Still I must thank you, N E for the discussions. Always enlightening and a pleasure.

Posted by: Nikolay Levin at November 12, 2009 01:44 PM

"So far Obama has conceded more, policywise, to AIPAC and Netanyahu than to the Pentagon."

--How does a person tell who such concessions are to? I haven't really tried to keep track, but I can't even think of a disagreement among that crowd.

There now seems to me to be a strange irrational role played by occasional press accounts of assassinations and conspiracies. They are vaguely ominous but in such an amorphous way that they can't be taken seriously or even really interpreted that way. But I do think they are part of the political climate, and I also think that they add an element of crazy to it.

I also agree politicians cave a lot. I think the problem is the structure of our political system. I read today something by Rick Herzberg that I agreed with: "[m]y attention goes back to the structure the [Democrats] are trapped in. That’s what Obama and the Democrats are in the grip of now. And that remains to be fixed.”
Herzberg also said that “People are going to get fed up with the Democrats at some point, and they will replace the Democrats with the Republicans. And if these are the Republicans, we are really up shit’s creek.”

It could be that the way to fix that is to push the Republicans left by pushing the Democrats left--the Overton window approach. But that risk needs to be considered.

Posted by: N E at November 12, 2009 04:51 PM

"but I can't even think of a disagreement among that crowd."

Which crowd? I think there are a number of people in mainstream foreign policy circles (Brzezinski, for one) who'd like to rein Israel in, but this view doesn't prevail, because of domestic political considerations. And this mainstream desire for a more balanced approach to the I/P conflict has nothing to do with human rights concerns in most cases, of course--it's just that Israel is in some ways a millstone around their necks, making it more difficult for the "moderate" Arab regimes (or their corrupt elites) to ally themselves with our corrupt elites.


Posted by: Donald Johnson at November 12, 2009 05:18 PM

This is interesting--the Angry Arab blogger thinks the US is supporting Saudi Arabian intervention in the Yemen war.

link

Posted by: Donald Johnson at November 12, 2009 06:02 PM

Donald Johnson:

By "that crowd" I meant AIPAC, Netanyahu, and the Pentagon, the three you had mentioned. I don't see a lot of bickering among them.

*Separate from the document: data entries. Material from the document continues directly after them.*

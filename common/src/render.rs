use crate::{state::DeviceState, types::Flag};

pub const MATRIX_SIDE: usize = 5;
pub const MATRIX_PIXELS: usize = MATRIX_SIDE * MATRIX_SIDE;

/// GRB color word, left-aligned in 32 bits as the WS2812 shifter expects.
pub const MATRIX_ON_COLOR: u32 = 0xFFFF_FF00;
pub const MATRIX_OFF_COLOR: u32 = 0x0000_0000;

pub const ROOM_ROWS: [Flag; MATRIX_SIDE] = [
    Flag::Quintal,
    Flag::Banheiro,
    Flag::Quarto,
    Flag::Cozinha,
    Flag::Sala,
];

pub type MatrixFrame = [u32; MATRIX_PIXELS];

pub fn matrix_frame(state: &DeviceState) -> MatrixFrame {
    let mut frame = [MATRIX_OFF_COLOR; MATRIX_PIXELS];
    for (index, pixel) in frame.iter_mut().enumerate() {
        let room = ROOM_ROWS[index / MATRIX_SIDE];
        if state.get(room) {
            *pixel = MATRIX_ON_COLOR;
        }
    }
    frame
}

#[derive(Debug, Clone, Copy, PartialEq, Eq)]
pub struct Rect {
    pub x: i32,
    pub y: i32,
    pub width: u32,
    pub height: u32,
}

#[derive(Debug, Clone, Copy, PartialEq, Eq)]
pub struct TextLine {
    pub text: &'static str,
    pub x: i32,
    pub y: i32,
}

const FRAME_BORDERS: [Rect; 2] = [
    Rect {
        x: 0,
        y: 0,
        width: 127,
        height: 63,
    },
    Rect {
        x: 3,
        y: 3,
        width: 122,
        height: 60,
    },
];

const ON_LINES: [TextLine; 2] = [
    TextLine {
        text: "TELEVISAO",
        x: 35,
        y: 30,
    },
    TextLine {
        text: "LIGADA",
        x: 38,
        y: 40,
    },
];

const OFF_LINES: [TextLine; 2] = [
    TextLine {
        text: "TELEVISAO",
        x: 30,
        y: 30,
    },
    TextLine {
        text: "DESLIGADA",
        x: 28,
        y: 40,
    },
];

#[derive(Debug, Clone, Copy, PartialEq, Eq)]
pub enum DisplayFrame {
    On,
    OffTransient,
    Blank,
}

impl DisplayFrame {
    pub fn borders(self) -> &'static [Rect] {
        match self {
            Self::On | Self::OffTransient => &FRAME_BORDERS,
            Self::Blank => &[],
        }
    }

    pub fn lines(self) -> &'static [TextLine] {
        match self {
            Self::On => &ON_LINES,
            Self::OffTransient => &OFF_LINES,
            Self::Blank => &[],
        }
    }

    pub fn as_str(self) -> &'static str {
        match self {
            Self::On => "ON",
            Self::OffTransient => "OFF_TRANSIENT",
            Self::Blank => "BLANK",
        }
    }
}

#[derive(Debug, Clone, Copy, PartialEq, Eq)]
pub enum DisplayPhase {
    Blank,
    ShowingOn,
    ShowingOffTransient { since_ms: u64 },
}

impl DisplayPhase {
    pub fn as_str(self) -> &'static str {
        match self {
            Self::Blank => "BLANK",
            Self::ShowingOn => "SHOWING_ON",
            Self::ShowingOffTransient { .. } => "SHOWING_OFF_TRANSIENT",
        }
    }
}

#[derive(Debug, Clone)]
pub struct DisplayRenderer {
    phase: DisplayPhase,
    dwell_ms: u64,
}

impl DisplayRenderer {
    pub fn new(dwell_ms: u64) -> Self {
        Self {
            phase: DisplayPhase::Blank,
            dwell_ms,
        }
    }

    pub fn phase(&self) -> DisplayPhase {
        self.phase
    }

    /// Advances one render cycle and returns the frame to push, if any.
    ///
    /// While the flag is set the ON frame is re-emitted every cycle. The OFF
    /// frame stays up for the dwell time without blocking the caller; the
    /// blank frame follows on the first cycle past it.
    pub fn step(&mut self, display_on: bool, now_ms: u64) -> Option<DisplayFrame> {
        if display_on {
            self.phase = DisplayPhase::ShowingOn;
            return Some(DisplayFrame::On);
        }

        match self.phase {
            DisplayPhase::ShowingOn => {
                self.phase = DisplayPhase::ShowingOffTransient { since_ms: now_ms };
                Some(DisplayFrame::OffTransient)
            }
            DisplayPhase::ShowingOffTransient { since_ms } => {
                if now_ms.saturating_sub(since_ms) >= self.dwell_ms {
                    self.phase = DisplayPhase::Blank;
                    Some(DisplayFrame::Blank)
                } else {
                    None
                }
            }
            DisplayPhase::Blank => None,
        }
    }
}
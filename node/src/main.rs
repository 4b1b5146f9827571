#[cfg(feature = "esp32")]
mod esp;
#[cfg(not(feature = "esp32"))]
mod host;
#[cfg(feature = "esp32")]
mod matrix;
#[cfg(feature = "esp32")]
mod oled;

#[cfg(not(feature = "esp32"))]
#[tokio::main]
async fn main() -> anyhow::Result<()> {
    host::run().await
}

#[cfg(feature = "esp32")]
fn main() -> anyhow::Result<()> {
    esp::run()
}
// Output formatting: terminal display of verdicts and model reports.

pub mod terminal;

/// Truncate a string to at most `max_chars` characters, appending "..." if truncated.
///
/// Unlike byte slicing (`&text[..120]`), this respects UTF-8 character boundaries
/// and will never panic on multi-byte characters like emoji or accented letters.
/// Newlines are flattened to spaces so excerpts stay on one line.
pub fn truncate_chars(text: &str, max_chars: usize) -> String {
    let flat: String = text
        .chars()
        .map(|c| if c == '\n' || c == '\r' { ' ' } else { c })
        .collect();
    let char_count = flat.chars().count();
    if char_count <= max_chars {
        flat
    } else {
        let truncated: String = flat.chars().take(max_chars).collect();
        format!("{truncated}...")
    }
}
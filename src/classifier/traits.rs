// Text classifier trait: the seam consumers depend on.
//
// Evaluation, the CLI and the web layer only need "give me probabilities in a
// known class order". Both a bare FittedModel and the stateful service
// implement this, so a consumer never cares which one it holds.

use super::model::{FittedModel, Verdict};
use super::service::ClassificationService;
use crate::error::Result;

pub trait TextClassifier: Send + Sync {
    /// Class labels in the order `predict_proba` reports them.
    fn classes(&self) -> Result<[String; 2]>;

    /// Probabilities of (class 0, class 1) for raw document text.
    fn predict_proba(&self, text: &str) -> Result<(f64, f64)>;

    fn classify(&self, text: &str) -> Result<Verdict> {
        let classes = self.classes()?;
        let probabilities = self.predict_proba(text)?;
        Ok(Verdict::from_probabilities(&classes, probabilities))
    }

    /// Classify several documents, returning results in input order.
    fn classify_batch(&self, texts: &[String]) -> Result<Vec<Verdict>> {
        texts.iter().map(|t| self.classify(t)).collect()
    }
}

impl TextClassifier for FittedModel {
    fn classes(&self) -> Result<[String; 2]> {
        Ok(FittedModel::classes(self).clone())
    }

    fn predict_proba(&self, text: &str) -> Result<(f64, f64)> {
        Ok(FittedModel::predict_proba(self, text))
    }
}

impl TextClassifier for ClassificationService {
    fn classes(&self) -> Result<[String; 2]> {
        ClassificationService::classes(self).cloned()
    }

    fn predict_proba(&self, text: &str) -> Result<(f64, f64)> {
        ClassificationService::predict_proba(self, text)
    }

    fn classify(&self, text: &str) -> Result<Verdict> {
        ClassificationService::classify(self, text)
    }
}
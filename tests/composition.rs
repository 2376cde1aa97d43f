// Composition tests: verifying that the stages chain together correctly.
//
// These tests exercise the data flow between modules:
//   CSV -> Corpus -> FittedModel -> artifact file -> ClassificationService
// using temporary directories for anything written to disk.

use std::io::Write;

use truthlens::classifier::service::decode_document;
use truthlens::classifier::{artifact, metrics, ClassificationService, TrainingParams};
use truthlens::corpus::Corpus;
use truthlens::ClassifierError;

const TRAINING_CSV: &str = "\
id,text,label,source
1,Bank of Italy warns of fraud,FAKE,web
2,NASA confirms water on Mars,REAL,wire
3,Aliens run the government,FAKE,forum
4,Vaccines are safe per health ministry,REAL,wire
5,,REAL,wire
6,Celebrity cloned by secret lab,FAKE,
7,Parliament passes annual budget,REAL,wire
8,Moon landing staged in desert,FAKE,forum
9,Health ministry confirms vaccine trial results,REAL,wire
";

// ============================================================
// Chain: CSV -> fit -> save -> load -> classify
// ============================================================

#[test]
fn csv_to_served_model() {
    let dir = tempfile::tempdir().unwrap();
    let csv_path = dir.path().join("train.csv");
    std::fs::File::create(&csv_path)
        .unwrap()
        .write_all(TRAINING_CSV.as_bytes())
        .unwrap();

    let corpus = Corpus::from_csv_path(&csv_path).unwrap();
    assert_eq!(corpus.len(), 8);
    assert_eq!(corpus.dropped(), 1);

    let trainer = ClassificationService::new();
    let report = trainer.fit(&corpus, &TrainingParams::default()).unwrap();
    assert_eq!(report.documents, 8);
    assert_eq!(report.class_counts, [4, 4]);

    let model_path = dir.path().join("models").join("model.json");
    let written = artifact::save_to_file(trainer.model().unwrap(), &model_path).unwrap();
    assert_eq!(written, model_path);

    let server = ClassificationService::new().with_max_input_chars(1_000);
    server.load_file(&model_path).unwrap();
    assert!(server.trained_at().is_some());
    assert_eq!(server.model().unwrap(), trainer.model().unwrap());

    let verdict = server
        .classify("Officials confirm new vaccine safety data")
        .unwrap();
    assert_eq!(verdict.label, "REAL");

    let text = "Aliens staged the moon landing";
    assert_eq!(
        server.predict_proba(text).unwrap(),
        trainer.predict_proba(text).unwrap()
    );
}

#[test]
fn holdout_evaluation_counts_every_document() {
    let corpus = Corpus::from_csv_reader(TRAINING_CSV.as_bytes()).unwrap();
    let (train, holdout) = corpus.split_holdout(0.25).unwrap();
    assert_eq!(train.len() + holdout.len(), corpus.len());

    let service = ClassificationService::new();
    service.fit(&corpus, &TrainingParams::default()).unwrap();
    let evaluation = metrics::evaluate(&service, &holdout).unwrap();
    assert_eq!(evaluation.total(), holdout.len());
    assert!((0.0..=1.0).contains(&evaluation.accuracy));
    assert!(evaluation.log_loss.is_finite());
}

#[test]
fn missing_label_column_names_the_column() {
    let err = Corpus::from_csv_reader("text,category\nhello,REAL\n".as_bytes()).unwrap_err();
    match err {
        ClassifierError::Training(msg) => assert!(msg.contains("label"), "{msg}"),
        other => panic!("expected Training error, got {other:?}"),
    }
}

#[test]
fn missing_model_file_is_io_error() {
    let dir = tempfile::tempdir().unwrap();
    let service = ClassificationService::new();
    let err = service.load_file(&dir.path().join("absent.json")).unwrap_err();
    assert!(matches!(err, ClassifierError::Io(_)));
    assert!(!service.is_ready());
}

#[test]
fn corrupt_model_file_leaves_service_untrained() {
    let dir = tempfile::tempdir().unwrap();
    let path = dir.path().join("model.json");
    std::fs::write(&path, b"{\"format\":\"truthlens-model\"").unwrap();

    let service = ClassificationService::new();
    let err = service.load_file(&path).unwrap_err();
    assert!(matches!(err, ClassifierError::Serialization(_)));
    assert!(matches!(
        service.classify("anything"),
        Err(ClassifierError::ModelNotLoaded)
    ));
}

#[test]
fn non_utf8_document_is_invalid_input() {
    let err = decode_document(vec![b'o', b'k', 0xff, 0xfe]).unwrap_err();
    assert!(matches!(err, ClassifierError::InvalidInput(_)));
    assert_eq!(decode_document(b"fine".to_vec()).unwrap(), "fine");
}
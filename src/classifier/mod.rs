// Classification: TF-IDF vectorizer + logistic regression, persisted as one
// artifact and served through ClassificationService.
//
// Consumers should depend on the TextClassifier trait; FittedModel and the
// service both implement it.

pub mod artifact;
pub mod logistic;
pub mod metrics;
pub mod model;
pub mod service;
pub mod tfidf;
pub mod traits;

pub use model::{FittedModel, Prediction, TrainingParams, TrainingReport, Verdict};
pub use service::{ClassificationService, ServiceState};
pub use traits::TextClassifier;
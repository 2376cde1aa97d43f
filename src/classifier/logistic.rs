// Binary logistic regression over sparse TF-IDF rows.
//
// Objective: mean log-loss + ||w||² / (2·C·n), intercept unpenalized. That is
// the usual C-parameterized L2 objective divided through by n, so C keeps its
// familiar meaning. Fitting is full-batch gradient descent with a fixed
// visiting order, which makes training fully deterministic. The step is
// `step_scale / L`, where L bounds the gradient's Lipschitz constant, so the
// objective decreases monotonically for any step_scale below 2.

use serde::{Deserialize, Serialize};
use tracing::{debug, info, warn};

use super::tfidf::SparseVector;
use crate::error::{ClassifierError, Result};

#[derive(Debug, Clone, PartialEq, Serialize, Deserialize)]
pub struct LogisticParams {
    /// Inverse L2 regularization strength.
    pub c: f64,
    pub max_iter: usize,
    /// Stop once the objective improves by less than this between iterations.
    pub tolerance: f64,
    /// Multiplier on the 1/L step size; must lie in (0, 2).
    pub step_scale: f64,
}

impl Default for LogisticParams {
    fn default() -> Self {
        Self {
            c: 1.0,
            max_iter: 1000,
            tolerance: 1e-6,
            step_scale: 1.0,
        }
    }
}

impl LogisticParams {
    fn validate(&self) -> Result<()> {
        if !(self.c.is_finite() && self.c > 0.0) {
            return Err(ClassifierError::training(format!("C must be positive, got {}", self.c)));
        }
        if !(self.step_scale > 0.0 && self.step_scale < 2.0) {
            return Err(ClassifierError::training(format!(
                "step scale must be in (0, 2), got {}",
                self.step_scale
            )));
        }
        if self.max_iter == 0 {
            return Err(ClassifierError::training("max_iter must be at least 1"));
        }
        Ok(())
    }
}

/// Fitted coefficients. `predict_proba_positive` is the probability of
/// class index 1.
#[derive(Debug, Clone, PartialEq, Serialize, Deserialize)]
pub struct LogisticRegression {
    coefficients: Vec<f64>,
    intercept: f64,
}

/// What happened during a fit, for logging and reporting.
#[derive(Debug, Clone, PartialEq)]
pub struct FitSummary {
    pub iterations: usize,
    pub converged: bool,
    pub final_objective: f64,
}

/// Numerically stable logistic function.
pub fn sigmoid(z: f64) -> f64 {
    if z >= 0.0 {
        1.0 / (1.0 + (-z).exp())
    } else {
        let e = z.exp();
        e / (1.0 + e)
    }
}

/// Log-loss of one sample given its decision value, without forming p.
fn sample_loss(z: f64, y: f64) -> f64 {
    // log(1 + e^z) - y·z, evaluated without overflow
    let softplus = if z > 0.0 {
        z + (-z).exp().ln_1p()
    } else {
        z.exp().ln_1p()
    };
    softplus - y * z
}

impl LogisticRegression {
    pub fn from_parts(coefficients: Vec<f64>, intercept: f64) -> Result<Self> {
        let model = Self {
            coefficients,
            intercept,
        };
        model.validate()?;
        Ok(model)
    }

    /// Fit on rows `x` with binary targets `y` (false = class 0, true = class 1).
    pub fn fit(
        x: &[SparseVector],
        y: &[bool],
        n_features: usize,
        params: &LogisticParams,
    ) -> Result<(Self, FitSummary)> {
        params.validate()?;
        if x.is_empty() {
            return Err(ClassifierError::training("no samples to fit"));
        }
        if x.len() != y.len() {
            return Err(ClassifierError::training(format!(
                "{} rows but {} targets",
                x.len(),
                y.len()
            )));
        }

        let n = x.len() as f64;
        let l2 = 1.0 / (params.c * n);
        let targets: Vec<f64> = y.iter().map(|&t| if t { 1.0 } else { 0.0 }).collect();

        // Log-loss curvature is at most 1/4 per unit of squared row norm; the
        // intercept adds one more unit.
        let max_sq_norm = x
            .iter()
            .map(|r| r.l2_norm().powi(2))
            .fold(0.0_f64, f64::max);
        let lipschitz = 0.25 * (max_sq_norm + 1.0) + l2;
        let step = params.step_scale / lipschitz;

        let mut model = Self {
            coefficients: vec![0.0; n_features],
            intercept: 0.0,
        };
        let mut grad_w = vec![0.0; n_features];
        let mut previous = model.objective(x, &targets, l2);
        let mut summary = FitSummary {
            iterations: 0,
            converged: false,
            final_objective: previous,
        };

        for iter in 1..=params.max_iter {
            grad_w.iter_mut().for_each(|g| *g = 0.0);
            let mut grad_b = 0.0;
            for (row, &target) in x.iter().zip(&targets) {
                let err = sigmoid(model.decision(row)) - target;
                for &(idx, value) in row.entries() {
                    if let Some(g) = grad_w.get_mut(idx) {
                        *g += err * value;
                    }
                }
                grad_b += err;
            }

            for (w, g) in model.coefficients.iter_mut().zip(&grad_w) {
                *w -= step * (g / n + l2 * *w);
            }
            model.intercept -= step * grad_b / n;

            let current = model.objective(x, &targets, l2);
            summary.iterations = iter;
            summary.final_objective = current;
            if !current.is_finite() {
                return Err(ClassifierError::training(
                    "objective diverged; lower the step scale",
                ));
            }
            if (previous - current).abs() < params.tolerance {
                summary.converged = true;
                debug!(iterations = iter, objective = current, "Logistic regression converged");
                break;
            }
            previous = current;
        }

        if summary.converged {
            info!(
                iterations = summary.iterations,
                objective = summary.final_objective,
                "Fitted logistic regression"
            );
        } else {
            warn!(
                max_iter = params.max_iter,
                objective = summary.final_objective,
                "Logistic regression hit max_iter before converging"
            );
        }

        Ok((model, summary))
    }

    fn objective(&self, x: &[SparseVector], targets: &[f64], l2: f64) -> f64 {
        let loss: f64 = x
            .iter()
            .zip(targets)
            .map(|(row, &t)| sample_loss(self.decision(row), t))
            .sum::<f64>()
            / x.len() as f64;
        let penalty: f64 = self.coefficients.iter().map(|w| w * w).sum::<f64>() * l2 / 2.0;
        loss + penalty
    }

    /// Log-odds of class 1.
    pub fn decision(&self, row: &SparseVector) -> f64 {
        row.dot(&self.coefficients) + self.intercept
    }

    /// Probability of class index 1.
    pub fn predict_proba_positive(&self, row: &SparseVector) -> f64 {
        sigmoid(self.decision(row))
    }

    pub fn coefficients(&self) -> &[f64] {
        &self.coefficients
    }

    pub fn intercept(&self) -> f64 {
        self.intercept
    }

    pub fn n_features(&self) -> usize {
        self.coefficients.len()
    }

    pub(crate) fn validate(&self) -> Result<()> {
        if !self.intercept.is_finite() || self.coefficients.iter().any(|w| !w.is_finite()) {
            return Err(ClassifierError::serialization(
                "classifier weights contain non-finite values",
            ));
        }
        Ok(())
    }
}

As for Brzezinski, he does mildly criticize Israel now and again, and he takes the bold position that we should be more neutral, but I tend to think it's mostly for public consumption.
His is a radically pro-palestinian view in the US.

At this point, in my opinion Israel isn't that much of a millstone around anyone's necks. All the Gulf states are thoroughly corrupt, especially the Saudis, and they take making statements for public consumption to a whole other level. If you think "our" elites are corrupt, you ain't seen nothing. Of course, their elites are corrupt mostly because of us, so I guess we get credit anyway. I'm sure the arab elites hate Israel, just as the Israelis hate them right back, but that mutual hatred is largely inconsequential. The arab elites are looking out for themselves (not their citizens, themselves).

I don't know what's going on in Yemen, but Saudi Arabia doesn't cross the United States. They have some sort of strange notion that King Faisal was shot by his nephew because he forgot why he shouldn't do that. If the Saudis are doing something in Yemen, we have either requested it or at least approved it. Look up client state in the dictionary and it should mention Saudi Arabia. They aren't going to get themselves killed or jeopardize the gravy train they have in oil money. But it may not be entirely up to them. Now they have 30 million people and 7 million guestworkers/slaves, not just the 6 million citizens they had forty years ago. The oil money they bring in is going to stop being enough one of these years, so the princes all better keep their jets idling on the runway, ready for take-off.